[Records from a collection]
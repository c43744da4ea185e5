//! Monthly screening payload sent by the SIMPUS clinic system.
//!
//! Parsing is lenient about missing fields so validation can
//! report every problem at once with a field path.

use std::collections::HashSet;

use serde::{Deserialize, Serialize};

use crate::error::{EisError, FieldError, Result};

/// Event type recorded in the ingestion log for this payload.
pub const SCREENING_EVENT: &str = "screening.monthly";

const MIN_YEAR: i64 = 2000;
const MAX_YEAR: i64 = 2100;

/// Largest count accepted for a single category line.
pub const MAX_COUNT: i64 = i32::MAX as i64;

/// Wire form of a delivery.
#[derive(Debug, Clone, Deserialize, Serialize)]
#[serde(rename_all = "camelCase")]
pub struct ScreeningPayload {
    #[serde(default)]
    pub batch_id: String,
    #[serde(default)]
    pub puskesmas_id: Option<String>,
    #[serde(default)]
    pub puskesmas_code: Option<String>,
    #[serde(default)]
    pub month: Option<i64>,
    #[serde(default)]
    pub year: Option<i64>,
    #[serde(default)]
    pub items: Vec<ScreeningItem>,
}

/// One screening category line.
#[derive(Debug, Clone, PartialEq, Eq, Deserialize, Serialize)]
#[serde(rename_all = "camelCase")]
pub struct ScreeningItem {
    #[serde(default)]
    pub kategori: String,
    pub sasaran: i64,
    pub diperiksa: i64,
    pub perlu_perawatan: i64,
}

/// How the sender identified the puskesmas.
#[derive(Debug, Clone, PartialEq, Eq)]
pub enum FacilityRef {
    Id(String),
    Code(String),
}

impl FacilityRef {
    /// Payload field the reference came from.
    pub fn field(&self) -> &'static str {
        match self {
            FacilityRef::Id(_) => "puskesmasId",
            FacilityRef::Code(_) => "puskesmasCode",
        }
    }
}

/// A payload that passed validation.
#[derive(Debug, Clone, PartialEq, Eq)]
pub struct ScreeningBatch {
    pub batch_id: String,
    pub facility: FacilityRef,
    pub month: u32,
    pub year: i32,
    pub items: Vec<ScreeningItem>,
}

impl ScreeningPayload {
    pub fn parse(raw: &[u8]) -> Result<Self> {
        serde_json::from_slice(raw).map_err(|e| EisError::invalid("body", format!("invalid JSON: {}", e)))
    }

    /// Check every field and collect all violations.
    pub fn validate(self) -> Result<ScreeningBatch> {
        let mut errors = Vec::new();

        let batch_id = self.batch_id.trim().to_string();
        if batch_id.is_empty() {
            errors.push(FieldError::new("batchId", "is required"));
        }

        let id = self.puskesmas_id.map(|s| s.trim().to_string()).filter(|s| !s.is_empty());
        let code = self.puskesmas_code.map(|s| s.trim().to_string()).filter(|s| !s.is_empty());
        let facility = match (id, code) {
            (Some(id), None) => Some(FacilityRef::Id(id)),
            (None, Some(code)) => Some(FacilityRef::Code(code)),
            (Some(_), Some(_)) => {
                errors.push(FieldError::new(
                    "puskesmasId",
                    "provide either puskesmasId or puskesmasCode, not both",
                ));
                None
            }
            (None, None) => {
                errors.push(FieldError::new(
                    "puskesmasId",
                    "one of puskesmasId or puskesmasCode is required",
                ));
                None
            }
        };

        let month = match self.month {
            Some(m) if (1..=12).contains(&m) => Some(m as u32),
            Some(_) => {
                errors.push(FieldError::new("month", "must be between 1 and 12"));
                None
            }
            None => {
                errors.push(FieldError::new("month", "is required"));
                None
            }
        };

        let year = match self.year {
            Some(y) if (MIN_YEAR..=MAX_YEAR).contains(&y) => Some(y as i32),
            Some(_) => {
                errors.push(FieldError::new(
                    "year",
                    format!("must be between {} and {}", MIN_YEAR, MAX_YEAR),
                ));
                None
            }
            None => {
                errors.push(FieldError::new("year", "is required"));
                None
            }
        };

        if self.items.is_empty() {
            errors.push(FieldError::new("items", "must contain at least one item"));
        }

        let mut items = Vec::with_capacity(self.items.len());
        let mut seen = HashSet::new();
        for (i, item) in self.items.into_iter().enumerate() {
            let kategori = item.kategori.trim().to_string();
            if kategori.is_empty() {
                errors.push(FieldError::new(format!("items[{}].kategori", i), "is required"));
            } else if !seen.insert(kategori.clone()) {
                errors.push(FieldError::new(format!("items[{}].kategori", i), "duplicate category"));
            }
            for (name, value) in [
                ("sasaran", item.sasaran),
                ("diperiksa", item.diperiksa),
                ("perluPerawatan", item.perlu_perawatan),
            ] {
                if value < 0 {
                    errors.push(FieldError::new(
                        format!("items[{}].{}", i, name),
                        "must be a non-negative integer",
                    ));
                } else if value > MAX_COUNT {
                    errors.push(FieldError::new(
                        format!("items[{}].{}", i, name),
                        format!("must not exceed {}", MAX_COUNT),
                    ));
                }
            }
            items.push(ScreeningItem { kategori, ..item });
        }

        match (facility, month, year) {
            (Some(facility), Some(month), Some(year)) if errors.is_empty() => Ok(ScreeningBatch {
                batch_id,
                facility,
                month,
                year,
                items,
            }),
            _ => Err(EisError::Validation(errors)),
        }
    }
}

## Your goal
Character for character, reproduce all of the lines above.

## Reply to the exercise
repository c43744da4ea185e5
//! Monthly screening payload sent by the SIMPUS clinic system.
//!
//! Parsing is lenient about missing fields so validation can
//! report every problem at once with a field path.

use std::collections::HashSet;

use serde::{Deserialize, Serialize};

use crate::error::{EisError, FieldError, Result};

/// Event type recorded in the ingestion log for this payload.
pub const SCREENING_EVENT: &str = "screening.monthly";

const MIN_YEAR: i64 = 2000;
const MAX_YEAR: i64 = 2100;

/// Largest count accepted for a single category line.
pub const MAX_COUNT: i64 = i32::MAX as i64;

/// Wire form of a delivery.
#[derive(Debug, Clone, Deserialize, Serialize)]
#[serde(rename_all = "camelCase")]
pub struct ScreeningPayload {
    #[serde(default)]
    pub batch_id: String,
    #[serde(default)]
    pub puskesmas_id: Option<String>,
    #[serde(default)]
    pub puskesmas_code: Option<String>,
    #[serde(default)]
    pub month: Option<i64>,
    #[serde(default)]
    pub year: Option<i64>,
    #[serde(default)]
    pub items: Vec<ScreeningItem>,
}

/// One screening category line.
#[derive(Debug, Clone, PartialEq, Eq, Deserialize, Serialize)]
#[serde(rename_all = "camelCase")]
pub struct ScreeningItem {
    #[serde(default)]
    pub kategori: String,
    pub sasaran: i64,
    pub diperiksa: i64,
    pub perlu_perawatan: i64,
}

/// How the sender identified the puskesmas.
#[derive(Debug, Clone, PartialEq, Eq)]
pub enum FacilityRef {
    Id(String),
    Code(String),
}

impl FacilityRef {
    /// Payload field the reference came from.
    pub fn field(&self) -> &'static str {
        match self {
            FacilityRef::Id(_) => "puskesmasId",
            FacilityRef::Code(_) => "puskesmasCode",
        }
    }
}

/// A payload that passed validation.
#[derive(Debug, Clone, PartialEq, Eq)]
pub struct ScreeningBatch {
    pub batch_id: String,
    pub facility: FacilityRef,
    pub month: u32,
    pub year: i32,
    pub items: Vec<ScreeningItem>,
}

impl ScreeningPayload {
    pub fn parse(raw: &[u8]) -> Result<Self> {
        serde_json::from_slice(raw).map_err(|e| EisError::invalid("body", format!("invalid JSON: {}", e)))
    }

    /// Check every field and collect all violations.
    pub fn validate(self) -> Result<ScreeningBatch> {
        let mut errors = Vec::new();

        let batch_id = self.batch_id.trim().to_string();
        if batch_id.is_empty() {
            errors.push(FieldError::new("batchId", "is required"));
        }

        let id = self.puskesmas_id.map(|s| s.trim().to_string()).filter(|s| !s.is_empty());
        let code = self.puskesmas_code.map(|s| s.trim().to_string()).filter(|s| !s.is_empty());
        let facility = match (id, code) {
            (Some(id), None) => Some(FacilityRef::Id(id)),
            (None, Some(code)) => Some(FacilityRef::Code(code)),
            (Some(_), Some(_)) => {
                errors.push(FieldError::new(
                    "puskesmasId",
                    "provide either puskesmasId or puskesmasCode, not both",
                ));
                None
            }
            (None, None) => {
                errors.push(FieldError::new(
                    "puskesmasId",
                    "one of puskesmasId or puskesmasCode is required",
                ));
                None
            }
        };

        let month = match self.month {
            Some(m) if (1..=12).contains(&m) => Some(m as u32),
            Some(_) => {
                errors.push(FieldError::new("month", "must be between 1 and 12"));
                None
            }
            None => {
                errors.push(FieldError::new("month", "is required"));
                None
            }
        };

        let year = match self.year {
            Some(y) if (MIN_YEAR..=MAX_YEAR).contains(&y) => Some(y as i32),
            Some(_) => {
                errors.push(FieldError::new(
                    "year",
                    format!("must be between {} and {}", MIN_YEAR, MAX_YEAR),
                ));
                None
            }
            None => {
                errors.push(FieldError::new("year", "is required"));
                None
            }
        };

        if self.items.is_empty() {
            errors.push(FieldError::new("items", "must contain at least one item"));
        }

        let mut items = Vec::with_capacity(self.items.len());
        let mut seen = HashSet::new();
        for (i, item) in self.items.into_iter().enumerate() {
            let kategori = item.kategori.trim().to_string();
            if kategori.is_empty() {
                errors.push(FieldError::new(format!("items[{}].kategori", i), "is required"));
            } else if !seen.insert(kategori.clone()) {
                errors.push(FieldError::new(format!("items[{}].kategori", i), "duplicate category"));
            }
            for (name, value) in [
                ("sasaran", item.sasaran),
                ("diperiksa", item.diperiksa),
                ("perluPerawatan", item.perlu_perawatan),
            ] {
                if value < 0 {
                    errors.push(FieldError::new(
                        format!("items[{}].{}", i, name),
                        "must be a non-negative integer",
                    ));
                } else if value > MAX_COUNT {
                    errors.push(FieldError::new(
                        format!("items[{}].{}", i, name),
                        format!("must not exceed {}", MAX_COUNT),
                    ));
                }
            }
            items.push(ScreeningItem { kategori, ..item });
        }

        match (facility, month, year) {
            (Some(facility), Some(month), Some(year)) if errors.is_empty() => Ok(ScreeningBatch {
                batch_id,
                facility,
                month,
                year,
                items,
            }),
            _ => Err(EisError::Validation(errors)),
        }
    }
}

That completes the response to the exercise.